Returned from Arlington, TX after a one-day trip to the NARBC show.  I had a wonderful time and was a big spender, $3 for small hemostat.  Somewhat disappointed about the lack of vendors.  I saw only two frog vendors with decent products.  One was Michael Novy, Rainforest Junkys owner, and forget the other one.  Listened to Nigel Marven talk about Komodo dragons.  Very disappointed that Josh's Frogs was not there.  A friend of mine won more than $300 worth of Exo-Terra equipment.  Wow!

----------


## Kurt

Glad you had a good time. Did you get to meet "Nasty" Nigel Marvin?

----------


## Tropicok

Anyway, Kurt, I did not meet Nigel but he is a friend of a friend of mine, Russ Gurley.  On the way home I smacked my forehead and muttered "why didn't I have Russ introduce us."
Why is he called "Nasty" I dare to ask.

----------


## Kurt

Animal Planet had a reality show a few years ago. It was called "King of the Jungle" and it was hosted by Jeff Corwin (whom I have met). Animal professionals like veterinarians, zoo keepers, and the like competed to have their own show on Animal Planet. There were judges that critiqued the contestants' performances in animal presentation and other events. The judges came mostly from other Animal Planet shows and they came and went from one episode to another. Nigel was the only judge that was permanent. He was also the most critical and thus gained the nick-name "Nasty" Nigel Marvin.

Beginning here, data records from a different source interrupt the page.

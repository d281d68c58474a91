//! Preference store integration tests.

use memory_match::core::MatchError;
use memory_match::prefs::{JsonFileStore, PreferenceStore, Position, Preferences};

/// A missing file loads as defaults.
#[test]
fn test_missing_file_is_default() {
    let dir = tempfile::tempdir().unwrap();
    let store = JsonFileStore::new(dir.path().join("prefs.json"));

    assert_eq!(store.load().unwrap(), None);
    assert_eq!(Preferences::load_or_default(&store).unwrap(), Preferences::default());
}

/// Saved preferences come back on the next load.
#[test]
fn test_json_round_trip() {
    let dir = tempfile::tempdir().unwrap();
    let path = dir.path().join("prefs.json");
    let mut store = JsonFileStore::new(&path);

    let mut prefs = Preferences::default();
    prefs.toggle_dark_mode();
    prefs.toggle_position = Position::new(320.0, 18.0);
    store.save(&prefs).unwrap();

    let reopened = JsonFileStore::new(&path);
    assert_eq!(reopened.load().unwrap(), Some(prefs));

    let text = std::fs::read_to_string(&path).unwrap();
    assert!(text.contains("\"dark_mode\": true"));
}

/// A corrupt file is reported, not silently replaced.
#[test]
fn test_corrupt_file_is_an_error() {
    let dir = tempfile::tempdir().unwrap();
    let path = dir.path().join("prefs.json");
    std::fs::write(&path, "{ dark_mode: ").unwrap();

    let store = JsonFileStore::new(&path);
    assert!(matches!(store.load(), Err(MatchError::Preferences(_))));
}

/// Saving into a missing directory surfaces the I/O error.
#[test]
fn test_save_into_missing_directory() {
    let dir = tempfile::tempdir().unwrap();
    let mut store = JsonFileStore::new(dir.path().join("nope").join("prefs.json"));

    assert!(matches!(store.save(&Preferences::default()), Err(MatchError::Io(_))));
}
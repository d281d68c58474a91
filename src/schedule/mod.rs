//! Virtual-clock timer queue with cancellation tokens.
//!
//! Delayed transitions (pair resolution, reward banner, debounce, search
//! latency) are modelled as events queued on a [`Scheduler`] rather than
//! fire-and-forget timers. Time only moves when the owner calls
//! [`Scheduler::advance_with`], which makes every delay deterministic in
//! tests.
//!
//! ## Ordering
//!
//! Due events fire in deadline order; events sharing a deadline fire in
//! the order they were scheduled. A handler may schedule follow-up events,
//! which are measured from the deadline of the event being handled and
//! fire in the same `advance_with` call if they fall within it.
//!
//! ```
//! use std::time::Duration;
//! use memory_match::schedule::Scheduler;
//!
//! let mut timers = Scheduler::new();
//! let keep = timers.schedule(Duration::from_millis(100), "keep");
//! let stale = timers.schedule(Duration::from_millis(50), "stale");
//! assert!(timers.cancel(stale));
//!
//! let mut fired = Vec::new();
//! timers.advance_with(Duration::from_millis(200), |_, timer| fired.push(timer.event));
//! assert_eq!(fired, vec!["keep"]);
//! assert!(!timers.is_pending(keep));
//! ```

use std::collections::BTreeMap;
use std::time::Duration;

use rustc_hash::FxHashMap;
use serde::{Deserialize, Serialize};

/// Cancellation token for a scheduled event.
#[derive(Clone, Copy, Debug, PartialEq, Eq, Hash, PartialOrd, Ord, Serialize, Deserialize)]
pub struct TimerId(pub u64);

impl std::fmt::Display for TimerId {
    fn fmt(&self, f: &mut std::fmt::Formatter<'_>) -> std::fmt::Result {
        write!(f, "Timer({})", self.0)
    }
}

/// An event that came due.
#[derive(Clone, Debug, PartialEq, Eq)]
pub struct Fired<E> {
    /// Token the event was scheduled under.
    pub id: TimerId,
    /// Virtual time the event was due at.
    pub at: Duration,
    /// The scheduled payload.
    pub event: E,
}

/// Timer queue driven by an explicit virtual clock.
#[derive(Clone, Debug)]
pub struct Scheduler<E> {
    now: Duration,
    next_id: u64,
    queue: BTreeMap<(Duration, TimerId), E>,
    deadlines: FxHashMap<TimerId, Duration>,
}

impl<E> Default for Scheduler<E> {
    fn default() -> Self {
        Self {
            now: Duration::ZERO,
            next_id: 0,
            queue: BTreeMap::new(),
            deadlines: FxHashMap::default(),
        }
    }
}

impl<E> Scheduler<E> {
    /// Create an empty scheduler at time zero.
    #[must_use]
    pub fn new() -> Self {
        Self::default()
    }

    /// Current virtual time.
    #[must_use]
    pub fn now(&self) -> Duration {
        self.now
    }

    /// Queue `event` to fire `delay` from now.
    pub fn schedule(&mut self, delay: Duration, event: E) -> TimerId {
        let id = TimerId(self.next_id);
        self.next_id += 1;

        let at = self.now.saturating_add(delay);
        self.queue.insert((at, id), event);
        self.deadlines.insert(id, at);
        id
    }

    /// Cancel a pending event. Returns `false` if it already fired or was
    /// cancelled.
    pub fn cancel(&mut self, id: TimerId) -> bool {
        match self.deadlines.remove(&id) {
            Some(at) => self.queue.remove(&(at, id)).is_some(),
            None => false,
        }
    }

    /// Whether `id` is still waiting to fire.
    #[must_use]
    pub fn is_pending(&self, id: TimerId) -> bool {
        self.deadlines.contains_key(&id)
    }

    /// Deadline of a pending event.
    #[must_use]
    pub fn deadline(&self, id: TimerId) -> Option<Duration> {
        self.deadlines.get(&id).copied()
    }

    /// Number of pending events.
    #[must_use]
    pub fn pending(&self) -> usize {
        self.queue.len()
    }

    /// Drop every pending event.
    pub fn clear(&mut self) {
        self.queue.clear();
        self.deadlines.clear();
    }

    /// Pop the earliest event due at or before `until`, moving the clock
    /// to its deadline.
    pub fn pop_due(&mut self, until: Duration) -> Option<Fired<E>> {
        let (&(at, id), _) = self.queue.first_key_value()?;
        if at > until {
            return None;
        }
        let event = self.queue.remove(&(at, id))?;
        self.deadlines.remove(&id);
        self.now = self.now.max(at);
        Some(Fired { id, at, event })
    }

    /// Move the clock forward by `elapsed`, handing each due event to
    /// `handler` in order. Returns how many events fired.
    pub fn advance_with<F>(&mut self, elapsed: Duration, mut handler: F) -> usize
    where
        F: FnMut(&mut Self, Fired<E>),
    {
        let until = self.now.saturating_add(elapsed);
        let mut fired = 0;
        while let Some(due) = self.pop_due(until) {
            fired += 1;
            handler(self, due);
        }
        self.now = until;
        fired
    }
}

#[cfg(test)]
mod tests {
    use super::*;

    fn ms(n: u64) -> Duration {
        Duration::from_millis(n)
    }

    #[test]
    fn test_fires_in_deadline_order() {
        let mut timers = Scheduler::new();
        timers.schedule(ms(300), 3);
        timers.schedule(ms(100), 1);
        timers.schedule(ms(200), 2);

        let mut order = Vec::new();
        let fired = timers.advance_with(ms(1000), |_, t| order.push(t.event));

        assert_eq!(fired, 3);
        assert_eq!(order, vec![1, 2, 3]);
        assert_eq!(timers.now(), ms(1000));
        assert_eq!(timers.pending(), 0);
    }

    #[test]
    fn test_same_deadline_fifo() {
        let mut timers = Scheduler::new();
        timers.schedule(ms(100), 'a');
        timers.schedule(ms(100), 'b');

        let mut order = Vec::new();
        timers.advance_with(ms(100), |_, t| order.push(t.event));
        assert_eq!(order, vec!['a', 'b']);
    }

    #[test]
    fn test_not_due_yet() {
        let mut timers = Scheduler::new();
        let id = timers.schedule(ms(100), ());

        assert_eq!(timers.advance_with(ms(99), |_, _| {}), 0);
        assert!(timers.is_pending(id));
        assert_eq!(timers.deadline(id), Some(ms(100)));

        assert_eq!(timers.advance_with(ms(1), |_, _| {}), 1);
        assert!(!timers.is_pending(id));
    }

    #[test]
    fn test_cancel() {
        let mut timers = Scheduler::new();
        let id = timers.schedule(ms(10), ());

        assert!(timers.cancel(id));
        assert!(!timers.cancel(id));
        assert_eq!(timers.advance_with(ms(20), |_, _| {}), 0);
    }

    #[test]
    fn test_handler_can_chain_events() {
        let mut timers = Scheduler::new();
        timers.schedule(ms(100), "first");

        let mut seen = Vec::new();
        timers.advance_with(ms(250), |timers, t| {
            seen.push((t.event, t.at));
            if t.event == "first" {
                timers.schedule(ms(100), "second");
                timers.schedule(ms(500), "late");
            }
        });

        assert_eq!(seen, vec![("first", ms(100)), ("second", ms(200))]);
        assert_eq!(timers.pending(), 1);
    }

    #[test]
    fn test_delays_measured_from_now() {
        let mut timers = Scheduler::new();
        timers.advance_with(ms(1000), |_, _: Fired<()>| {});

        let id = timers.schedule(ms(50), ());
        assert_eq!(timers.deadline(id), Some(ms(1050)));
    }

    #[test]
    fn test_clock_saturates_at_max() {
        let mut timers = Scheduler::new();
        timers.advance_with(Duration::MAX, |_, _: Fired<&str>| {});
        assert_eq!(timers.now(), Duration::MAX);

        let id = timers.schedule(ms(1000), "late");
        assert_eq!(timers.deadline(id), Some(Duration::MAX));

        let mut seen = Vec::new();
        assert_eq!(timers.advance_with(ms(1), |_, t| seen.push(t.event)), 1);
        assert_eq!(seen, vec!["late"]);
    }
}
//! Python bindings for the memory-match engine.
//!
//! # Quick Start
//!
//! ```python
//! import memory_match as mm
//!
//! game = mm.MemoryGame(seed=42)
//! faces = game.faces()
//!
//! # Find the partner of the first card and match it
//! partner = faces.index(faces[0], 1)
//! game.click(0)
//! outcome = game.click(partner)
//! assert outcome.kind == "matched"
//!
//! game.advance(1000)
//! print(game.coins, game.moves)
//! ```

use pyo3::prelude::*;

mod py_core;
mod py_games;

pub use py_core::*;
pub use py_games::*;

/// memory_match: a headless memory-match game.
#[pymodule]
fn memory_match(m: &Bound<'_, PyModule>) -> PyResult<()> {
    m.add_class::<PyGameConfig>()?;
    m.add_class::<PyFlipOutcome>()?;
    m.add_class::<PyMemoryGame>()?;
    Ok(())
}
//! Core type bindings for Python.

use std::time::Duration;

use pyo3::prelude::*;

use crate::core::GameConfig;
use crate::game::FlipOutcome;

/// Python wrapper for GameConfig.
#[pyclass(name = "GameConfig")]
#[derive(Clone, Debug)]
pub struct PyGameConfig(pub GameConfig);

#[pymethods]
impl PyGameConfig {
    /// Create a config on the classic six-face board.
    ///
    /// # Arguments
    /// - resolution_delay_ms: Pause before a revealed pair is cleared (default: 1000)
    /// - reward_banner_ms: How long the coin banner stays up (default: 1500)
    #[new]
    #[pyo3(signature = (resolution_delay_ms = 1000, reward_banner_ms = 1500))]
    fn new(resolution_delay_ms: u64, reward_banner_ms: u64) -> Self {
        Self(
            GameConfig::default()
                .with_resolution_delay(Duration::from_millis(resolution_delay_ms))
                .with_reward_banner_duration(Duration::from_millis(reward_banner_ms)),
        )
    }

    /// Parse a config from JSON.
    #[staticmethod]
    fn from_json(json: &str) -> PyResult<Self> {
        GameConfig::from_json(json)
            .map(Self)
            .map_err(|e| PyErr::new::<pyo3::exceptions::PyValueError, _>(e.to_string()))
    }

    /// Serialize to JSON.
    fn to_json(&self) -> PyResult<String> {
        self.0
            .to_json()
            .map_err(|e| PyErr::new::<pyo3::exceptions::PyValueError, _>(e.to_string()))
    }

    #[getter]
    fn pair_count(&self) -> usize {
        self.0.faces.len()
    }

    fn __repr__(&self) -> String {
        format!(
            "GameConfig(pairs={}, resolution_delay_ms={})",
            self.0.faces.len(),
            self.0.resolution_delay.as_millis()
        )
    }
}

/// Python wrapper for FlipOutcome.
#[pyclass(name = "FlipOutcome")]
#[derive(Clone, Debug)]
pub struct PyFlipOutcome(pub FlipOutcome);

#[pymethods]
impl PyFlipOutcome {
    /// One of "ignored", "revealed", "matched", "mismatched".
    #[getter]
    fn kind(&self) -> &'static str {
        match self.0 {
            FlipOutcome::Ignored => "ignored",
            FlipOutcome::Revealed { .. } => "revealed",
            FlipOutcome::Matched { .. } => "matched",
            FlipOutcome::Mismatched { .. } => "mismatched",
        }
    }

    /// Coins earned by this flip (0 unless it completed a match).
    #[getter]
    fn reward(&self) -> u32 {
        match self.0 {
            FlipOutcome::Matched { reward, .. } => reward,
            _ => 0,
        }
    }

    /// Whether this flip finished the board.
    #[getter]
    fn completed(&self) -> bool {
        matches!(self.0, FlipOutcome::Matched { completed: true, .. })
    }

    fn __repr__(&self) -> String {
        format!("{:?}", self.0)
    }

    fn __eq__(&self, other: &Self) -> bool {
        self.0 == other.0
    }
}
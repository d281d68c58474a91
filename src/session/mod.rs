//! A memory-match window: the boundary the UI talks to.
//!
//! A `GameSession` is created each time the game view opens (fresh shuffle)
//! and dropped when it closes. It wraps a [`MemoryGame`] with a
//! [`Scheduler`] so the two timed transitions are explicit events:
//!
//! - **Resolution**: scheduled when the second card of a pair is revealed;
//!   clears the revealed cards after `resolution_delay`. Never cancelled.
//! - **Reward banner**: shown on every match and hidden after
//!   `reward_banner_duration`. A new match replaces the previous banner
//!   and its timer.
//!
//! The UI drives the session with `on_card_click`, `on_close` and
//! `advance`, and reads back state, a summary, and a queue of
//! [`SessionEvent`]s.
//!
//! ```
//! use std::time::Duration;
//! use memory_match::core::{GameConfig, GameRng};
//! use memory_match::session::GameSession;
//!
//! let mut session = GameSession::open(GameConfig::default(), &mut GameRng::new(7)).unwrap();
//! session.on_card_click(0);
//! session.on_card_click(1);
//! session.advance(Duration::from_secs(1));
//! assert_eq!(session.summary().moves, 2);
//! assert!(session.state().revealed.is_empty());
//! ```

use std::time::Duration;

use serde::{Deserialize, Serialize};

use crate::cards::{CardFace, Deck};
use crate::core::config::GameConfig;
use crate::core::error::Result;
use crate::core::rng::RandomSource;
use crate::game::{FlipOutcome, GameState, MemoryGame, Phase};
use crate::schedule::{Scheduler, TimerId};

/// Timers a session schedules.
#[derive(Clone, Copy, Debug, PartialEq, Eq)]
enum SessionTimer {
    FinishResolution,
    HideReward,
}

/// Notifications for the UI layer, drained with
/// [`GameSession::drain_events`].
#[derive(Clone, Debug, PartialEq, Eq, Serialize, Deserialize)]
pub enum SessionEvent {
    /// A card turned face-up.
    CardRevealed { position: usize },
    /// A pair matched; show `+reward` coins.
    RewardEarned { reward: u32, total: u64 },
    /// Two revealed cards did not match.
    Mismatch { first: usize, second: usize },
    /// The resolution delay ended; unmatched cards are face-down again.
    RevealCleared,
    /// The reward banner timed out.
    RewardHidden,
    /// Every pair is matched.
    Completed { moves: u32, coins: u64 },
    /// The window was closed.
    Closed,
}

/// Counters shown in the status bar and completion message.
#[derive(Clone, Copy, Debug, PartialEq, Eq, Serialize, Deserialize)]
pub struct SessionSummary {
    pub moves: u32,
    pub matched_pairs: usize,
    pub total_pairs: usize,
    pub coins: u64,
    pub complete: bool,
}

/// One open memory-match window.
#[derive(Clone, Debug)]
pub struct GameSession {
    config: GameConfig,
    game: MemoryGame,
    timers: Scheduler<SessionTimer>,
    banner: Option<(u32, TimerId)>,
    close_requested: bool,
    events: Vec<SessionEvent>,
}

impl GameSession {
    /// Build and shuffle a deck from the config's catalog.
    pub fn open<R: RandomSource>(config: GameConfig, rng: &mut R) -> Result<Self> {
        let deck = Deck::build(&config.faces)?.shuffled(rng);
        tracing::debug!(cards = deck.len(), "memory game opened");
        Ok(Self::with_deck(config, deck))
    }

    /// Open on a specific, already arranged deck.
    #[must_use]
    pub fn with_deck(config: GameConfig, deck: Deck) -> Self {
        Self {
            config,
            game: MemoryGame::new(deck),
            timers: Scheduler::new(),
            banner: None,
            close_requested: false,
            events: Vec::new(),
        }
    }

    /// Handle a click on the card at `position`.
    ///
    /// Ignored once the session is closed, and for any click the game
    /// rules reject.
    pub fn on_card_click(&mut self, position: usize) -> FlipOutcome {
        if self.close_requested {
            return FlipOutcome::Ignored;
        }

        let outcome = self.game.flip(position);
        match outcome {
            FlipOutcome::Ignored => {}
            FlipOutcome::Revealed { position } => {
                self.events.push(SessionEvent::CardRevealed { position });
            }
            FlipOutcome::Mismatched { first, second } => {
                self.events.push(SessionEvent::CardRevealed { position: second });
                self.events.push(SessionEvent::Mismatch { first, second });
            }
            FlipOutcome::Matched {
                second,
                reward,
                completed,
                ..
            } => {
                self.events.push(SessionEvent::CardRevealed { position: second });
                self.show_reward(reward);
                if completed {
                    let state = self.game.state();
                    tracing::debug!(moves = state.move_count, coins = state.total_reward, "board cleared");
                    self.events.push(SessionEvent::Completed {
                        moves: state.move_count,
                        coins: state.total_reward,
                    });
                }
            }
        }

        if outcome.starts_resolution() {
            self.timers
                .schedule(self.config.resolution_delay, SessionTimer::FinishResolution);
        }
        outcome
    }

    fn show_reward(&mut self, reward: u32) {
        if let Some((_, previous)) = self.banner.take() {
            self.timers.cancel(previous);
        }
        let timer = self
            .timers
            .schedule(self.config.reward_banner_duration, SessionTimer::HideReward);
        self.banner = Some((reward, timer));
        self.events.push(SessionEvent::RewardEarned {
            reward,
            total: self.game.state().total_reward,
        });
    }

    /// Let `elapsed` time pass, applying any timers that come due.
    /// Returns the number of timers applied.
    pub fn advance(&mut self, elapsed: Duration) -> usize {
        if self.close_requested {
            return 0;
        }

        let game = &mut self.game;
        let banner = &mut self.banner;
        let events = &mut self.events;
        self.timers.advance_with(elapsed, |_, due| match due.event {
            SessionTimer::FinishResolution => {
                if game.finish_resolution() {
                    events.push(SessionEvent::RevealCleared);
                }
            }
            SessionTimer::HideReward => {
                if banner.is_some_and(|(_, id)| id == due.id) {
                    *banner = None;
                    events.push(SessionEvent::RewardHidden);
                }
            }
        })
    }

    /// The window's close button.
    pub fn on_close(&mut self) {
        if self.close_requested {
            return;
        }
        self.close_requested = true;
        self.banner = None;
        self.timers.clear();
        self.events.push(SessionEvent::Closed);
        tracing::debug!(moves = self.game.state().move_count, "memory game closed");
    }

    /// Whether the UI should unmount this window.
    #[must_use]
    pub fn close_requested(&self) -> bool {
        self.close_requested
    }

    /// Coins shown in the reward banner, while it is up.
    #[must_use]
    pub fn reward_banner(&self) -> Option<u32> {
        self.banner.map(|(reward, _)| reward)
    }

    /// Current game state.
    #[must_use]
    pub fn state(&self) -> &GameState {
        self.game.state()
    }

    /// Current phase.
    #[must_use]
    pub fn phase(&self) -> Phase {
        self.game.phase()
    }

    /// Catalog face for the card at `position`, for drawing it face-up.
    #[must_use]
    pub fn face_at(&self, position: usize) -> Option<&CardFace> {
        let card = self.game.state().card(position)?;
        self.config.face(card.face)
    }

    /// Status bar counters.
    #[must_use]
    pub fn summary(&self) -> SessionSummary {
        let state = self.game.state();
        SessionSummary {
            moves: state.move_count,
            matched_pairs: state.matched_pairs(),
            total_pairs: state.total_pairs(),
            coins: state.total_reward,
            complete: state.is_complete(),
        }
    }

    /// Virtual time since the session opened.
    #[must_use]
    pub fn elapsed(&self) -> Duration {
        self.timers.now()
    }

    /// The configuration this session runs with.
    #[must_use]
    pub fn config(&self) -> &GameConfig {
        &self.config
    }

    /// Take all events emitted since the last drain.
    pub fn drain_events(&mut self) -> Vec<SessionEvent> {
        std::mem::take(&mut self.events)
    }
}
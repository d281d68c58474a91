//! Decks of paired cards.
//!
//! A deck is built from a catalog of faces: every face is dealt twice,
//! first one copy of each face in catalog order and then a second run,
//! with ids numbered in that dealing order. Shuffling returns a new deck
//! and leaves the source untouched; the order is fixed from then on.
//!
//! ```
//! use memory_match::cards::{CardFace, Deck, FaceValue};
//! use memory_match::core::GameRng;
//!
//! let faces = vec![
//!     CardFace::new(FaceValue::new('A'), "a.svg", 5),
//!     CardFace::new(FaceValue::new('B'), "b.svg", 5),
//! ];
//! let deck = Deck::build(&faces).unwrap();
//! assert_eq!(deck.len(), 4);
//!
//! let shuffled = deck.shuffled(&mut GameRng::new(1));
//! assert_eq!(shuffled.len(), 4);
//! assert_eq!(shuffled.pair_count(), 2);
//! ```

use im::Vector;
use rustc_hash::{FxHashMap, FxHashSet};
use serde::{Deserialize, Serialize};

use super::definition::{CardFace, FaceValue};
use super::instance::{Card, CardId};
use crate::core::error::{MatchError, Result};
use crate::core::rng::RandomSource;

/// An ordered, validated sequence of paired cards.
///
/// Backed by `im::Vector`, so cloning a deck (and any state holding one)
/// is O(1).
#[derive(Clone, Debug, PartialEq, Eq, Serialize, Deserialize)]
pub struct Deck {
    cards: Vector<Card>,
}

impl Deck {
    /// Deal every catalog face twice, unshuffled.
    ///
    /// Fails if the catalog is empty, repeats a face, or has a zero reward.
    pub fn build(faces: &[CardFace]) -> Result<Self> {
        if faces.is_empty() {
            return Err(MatchError::EmptyCatalog);
        }

        let mut seen = FxHashSet::default();
        for face in faces {
            if !seen.insert(face.value) {
                return Err(MatchError::DuplicateFace(face.value));
            }
            if face.reward == 0 {
                return Err(MatchError::ZeroReward(face.value));
            }
        }

        let cards = faces
            .iter()
            .chain(faces.iter())
            .enumerate()
            .map(|(i, face)| Card::from_face(CardId::new(i as u32), face))
            .collect();

        Ok(Self { cards })
    }

    /// Wrap an explicit card sequence, checking the pairing invariants.
    pub fn from_cards(cards: impl IntoIterator<Item = Card>) -> Result<Self> {
        let deck = Self {
            cards: cards.into_iter().collect(),
        };
        deck.validate()?;
        Ok(deck)
    }

    /// Check that the deck is non-empty, ids are unique, rewards are
    /// positive, and every face appears exactly twice.
    pub fn validate(&self) -> Result<()> {
        if self.cards.is_empty() {
            return Err(MatchError::EmptyCatalog);
        }

        let mut ids = FxHashSet::default();
        for card in &self.cards {
            if !ids.insert(card.id) {
                return Err(MatchError::DuplicateCardId(card.id.raw()));
            }
            if card.reward == 0 {
                return Err(MatchError::ZeroReward(card.face));
            }
        }

        let mut counts: Vec<_> = self.face_counts().into_iter().collect();
        counts.sort_unstable();
        if let Some(&(face, count)) = counts.iter().find(|(_, count)| *count != 2) {
            return Err(MatchError::UnpairedFace { face, count });
        }

        Ok(())
    }

    /// Return a uniformly shuffled copy of this deck.
    #[must_use]
    pub fn shuffled<R: RandomSource>(&self, rng: &mut R) -> Self {
        let mut cards: Vec<Card> = self.cards.iter().copied().collect();
        rng.shuffle(&mut cards);
        tracing::trace!(cards = cards.len(), "deck shuffled");
        Self {
            cards: cards.into_iter().collect(),
        }
    }

    /// How many times each face appears.
    #[must_use]
    pub fn face_counts(&self) -> FxHashMap<FaceValue, usize> {
        let mut counts = FxHashMap::default();
        for card in &self.cards {
            *counts.entry(card.face).or_insert(0) += 1;
        }
        counts
    }

    /// Card at a board position.
    #[must_use]
    pub fn get(&self, position: usize) -> Option<&Card> {
        self.cards.get(position)
    }

    /// Number of cards.
    #[must_use]
    pub fn len(&self) -> usize {
        self.cards.len()
    }

    /// Whether the deck has no cards.
    #[must_use]
    pub fn is_empty(&self) -> bool {
        self.cards.is_empty()
    }

    /// Number of pairs (half the card count).
    #[must_use]
    pub fn pair_count(&self) -> usize {
        self.cards.len() / 2
    }

    /// Iterate cards in board order.
    pub fn iter(&self) -> impl Iterator<Item = &Card> {
        self.cards.iter()
    }

    /// Faces in board order, mostly useful for assertions and debugging.
    #[must_use]
    pub fn faces(&self) -> Vec<FaceValue> {
        self.cards.iter().map(|c| c.face).collect()
    }
}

I liked the show a lot. It taught me how to do animal presentations better than I was already doing at the MoS & the HMNH. The second time around, "King of the Jungle" was totally different and I hated it. This time Jeff & Nigel were not involved and instead of having animal professionals competing, they had people that answered a general casting call. I remember one contestant, she was a very heavy-set woman who had just got her first dog, she knew nothing about animals, especially wild animals. Neither did anyone else on the show. I was very disgusted with the whole thing. The show was less about animals and more about people. Just like Animal Planet is today, more about people than animals. When they do talk animals its about cats and dogs and I can't stand shows about domestic animals! They are not real animals as far as I am concerned, just furry, little people. I find myself not watching Animal Planet too much, if at all. It totally changed with the death of Steve Irwin.

----------